What the task asks:
Repeat the data verbatim.

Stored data
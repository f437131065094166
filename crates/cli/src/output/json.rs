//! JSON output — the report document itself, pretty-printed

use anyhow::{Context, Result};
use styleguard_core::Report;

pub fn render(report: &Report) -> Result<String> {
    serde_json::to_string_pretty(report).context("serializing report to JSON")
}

Result of this exercise:
repository f437131065094166
filename crates/cli/src/output/json.rs
//! JSON output — the report document itself, pretty-printed

use anyhow::{Context, Result};
use styleguard_core::Report;

pub fn render(report: &Report) -> Result<String> {
    serde_json::to_string_pretty(report).context("serializing report to JSON")
}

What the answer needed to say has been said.